*** Opening ENTRIES PROVIDED ***

//! Kernel descriptions and racks of them.

use crate::args::{Atom, parse_atoms};
use crate::error::ConfigError;
use serde::{Deserialize, Serialize};
use std::collections::HashMap;
use std::path::Path;

/// Description of one kernel: its kind, creation arguments and named
/// parameter overrides.
///
/// Named parameters take precedence over the positional float with the same
/// name (see [`KernelDescriptor::params`](crate::KernelDescriptor::params)).
///
/// # Example
///
/// ```rust
/// use tilde_config::KernelConfig;
///
/// let config = KernelConfig::from_line("bl.osc saw 440 -midi").with_param("width", "25%");
///
/// assert_eq!(config.kind, "bl.osc");
/// assert_eq!(config.args.len(), 3);
/// assert_eq!(config.parse_param("width"), Some(0.25));
/// ```
#[derive(Debug, Clone, Serialize, Deserialize, PartialEq)]
pub struct KernelConfig {
    /// Kernel kind (e.g. "bl.osc", "lowpass", "asr").
    pub kind: String,

    /// Sample rate override for this kernel; the rack's rate otherwise.
    #[serde(default, skip_serializing_if = "Option::is_none")]
    pub sample_rate: Option<u32>,

    /// Creation arguments as they would appear after the kind in a patch.
    #[serde(default, skip_serializing_if = "Vec::is_empty")]
    pub args: Vec<Atom>,

    /// Named parameters as strings, so units can be attached ("1.2kHz").
    #[serde(default, skip_serializing_if = "HashMap::is_empty")]
    pub params: HashMap<String, String>,
}

impl KernelConfig {
    /// Create a configuration with no arguments.
    pub fn new(kind: impl Into<String>) -> Self {
        Self {
            kind: kind.into(),
            sample_rate: None,
            args: Vec::new(),
            params: HashMap::new(),
        }
    }

    /// Parse `"kind arg arg ..."`, the way an object box reads.
    pub fn from_line(line: &str) -> Self {
        let mut tokens = line.split_whitespace();
        let kind = tokens.next().unwrap_or_default();
        let rest: Vec<&str> = tokens.collect();
        Self::new(kind).with_args(parse_atoms(&rest.join(" ")))
    }

    /// Append one creation argument.
    pub fn with_arg(mut self, atom: impl Into<Atom>) -> Self {
        self.args.push(atom.into());
        self
    }

    /// Append creation arguments.
    pub fn with_args(mut self, atoms: impl IntoIterator<Item = Atom>) -> Self {
        self.args.extend(atoms);
        self
    }

    /// Add a named parameter.
    pub fn with_param(mut self, key: impl Into<String>, value: impl Into<String>) -> Self {
        self.params.insert(key.into(), value.into());
        self
    }

    /// Set the sample rate override.
    pub fn with_sample_rate(mut self, sample_rate: u32) -> Self {
        self.sample_rate = Some(sample_rate);
        self
    }

    /// Get a parameter value.
    pub fn get_param(&self, key: &str) -> Option<&str> {
        self.params.get(key).map(String::as_str)
    }

    /// Set a parameter value.
    pub fn set_param(&mut self, key: impl Into<String>, value: impl Into<String>) {
        self.params.insert(key.into(), value.into());
    }

    /// Parse a parameter value with [`parse_param_value`].
    pub fn parse_param(&self, key: &str) -> Option<f32> {
        let value = self.params.get(key)?;
        parse_param_value(value)
    }
}

/// Parse a parameter value string into an f32 in the unit kernels expect.
///
/// Supports:
/// - Plain numbers: "0.5", "1200", "-3"
/// - Percentages: "50%" (divided by 100)
/// - Decibels: "-6dB" (kept in dB, filter gains are dB)
/// - Time: "100ms" (kept in ms), "1.5s" (converted to ms)
/// - Frequency: "440Hz", "1.2kHz" (converted to Hz)
pub fn parse_param_value(value: &str) -> Option<f32> {
    let value = value.trim();

    let number = |s: &str| s.trim().parse::<f32>().ok().filter(|v| v.is_finite());

    if let Some(pct) = value.strip_suffix('%') {
        return number(pct).map(|v| v / 100.0);
    }

    if let Some(db) = value.strip_suffix("dB").or_else(|| value.strip_suffix("db")) {
        return number(db);
    }

    if let Some(ms) = value.strip_suffix("ms") {
        return number(ms);
    }

    if let Some(s) = value.strip_suffix('s') {
        return number(s).map(|v| v * 1000.0);
    }

    if let Some(khz) = value.strip_suffix("kHz").or_else(|| value.strip_suffix("khz")) {
        return number(khz).map(|v| v * 1000.0);
    }

    if let Some(hz) = value.strip_suffix("Hz").or_else(|| value.strip_suffix("hz")) {
        return number(hz);
    }

    number(value)
}

/// A named set of kernels sharing a default sample rate.
///
/// # TOML Format
///
/// ```toml
/// name = "Pluck"
/// sample_rate = 44100
///
/// [[kernels]]
/// kind = "bl.osc"
/// args = ["saw", 110.0, "-midi"]
///
/// [[kernels]]
/// kind = "lowpass"
/// args = [1200.0, 0.7]
/// [kernels.params]
/// frequency = "2.5kHz"
///
/// [[kernels]]
/// kind = "asr"
/// args = [5.0, 300.0, "-log"]
/// ```
#[derive(Debug, Clone, Serialize, Deserialize, PartialEq)]
pub struct KernelRack {
    /// Name of the rack.
    pub name: String,

    /// Optional description.
    #[serde(default, skip_serializing_if = "Option::is_none")]
    pub description: Option<String>,

    /// Default sample rate for kernels without their own (defaults to 48000).
    #[serde(default = "default_sample_rate")]
    pub sample_rate: u32,

    /// Kernel descriptions in order.
    #[serde(default)]
    pub kernels: Vec<KernelConfig>,
}

fn default_sample_rate() -> u32 {
    48000
}

impl KernelRack {
    /// Create an empty rack.
    pub fn new(name: impl Into<String>) -> Self {
        Self {
            name: name.into(),
            description: None,
            sample_rate: default_sample_rate(),
            kernels: Vec::new(),
        }
    }

    /// Set the description.
    pub fn with_description(mut self, description: impl Into<String>) -> Self {
        self.description = Some(description.into());
        self
    }

    /// Set the default sample rate.
    pub fn with_sample_rate(mut self, sample_rate: u32) -> Self {
        self.sample_rate = sample_rate;
        self
    }

    /// Append a kernel.
    pub fn with_kernel(mut self, kernel: KernelConfig) -> Self {
        self.kernels.push(kernel);
        self
    }

    /// Load a rack from a TOML file.
    pub fn load(path: impl AsRef<Path>) -> Result<Self, ConfigError> {
        let path = path.as_ref();
        let content = std::fs::read_to_string(path).map_err(|e| ConfigError::read_file(path, e))?;
        let rack: KernelRack = toml::from_str(&content)?;
        tracing::debug!(name = %rack.name, kernels = rack.kernels.len(), "loaded rack from {}", path.display());
        Ok(rack)
    }

    /// Load a rack from a TOML string.
    pub fn from_toml(toml_str: &str) -> Result<Self, ConfigError> {
        Ok(toml::from_str(toml_str)?)
    }

    /// Save the rack to a TOML file, creating parent directories.
    pub fn save(&self, path: impl AsRef<Path>) -> Result<(), ConfigError> {
        let path = path.as_ref();

        if let Some(parent) = path.parent()
            && !parent.as_os_str().is_empty()
            && !parent.exists()
        {
            std::fs::create_dir_all(parent).map_err(|e| ConfigError::create_dir(parent, e))?;
        }

        let content = toml::to_string_pretty(self)?;
        std::fs::write(path, content).map_err(|e| ConfigError::write_file(path, e))?;
        Ok(())
    }

    /// Convert the rack to a TOML string.
    pub fn to_toml(&self) -> Result<String, ConfigError> {
        Ok(toml::to_string_pretty(self)?)
    }

    /// Sample rate a kernel will be built at.
    pub fn sample_rate_for(&self, kernel: &KernelConfig) -> u32 {
        kernel.sample_rate.unwrap_or(self.sample_rate)
    }

    /// Number of kernels in the rack.
    pub fn len(&self) -> usize {
        self.kernels.len()
    }

    /// Check if the rack is empty.
    pub fn is_empty(&self) -> bool {
        self.kernels.is_empty()
    }

    /// Get a kernel description by index.
    pub fn get(&self, index: usize) -> Option<&KernelConfig> {
        self.kernels.get(index)
    }
}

*** Closing ENTRIES PROVIDED ***

TASK:
If a line in the records holds the string "KernelConfig", copy it.

WRITTEN RESPONSE:
/// use tilde_config::KernelConfig;
/// let config = KernelConfig::from_line("bl.osc saw 440 -midi").with_param("width", "25%");
pub struct KernelConfig {
impl KernelConfig {
    pub kernels: Vec<KernelConfig>,
    pub fn with_kernel(mut self, kernel: KernelConfig) -> Self {
    pub fn sample_rate_for(&self, kernel: &KernelConfig) -> u32 {
    pub fn get(&self, index: usize) -> Option<&KernelConfig> {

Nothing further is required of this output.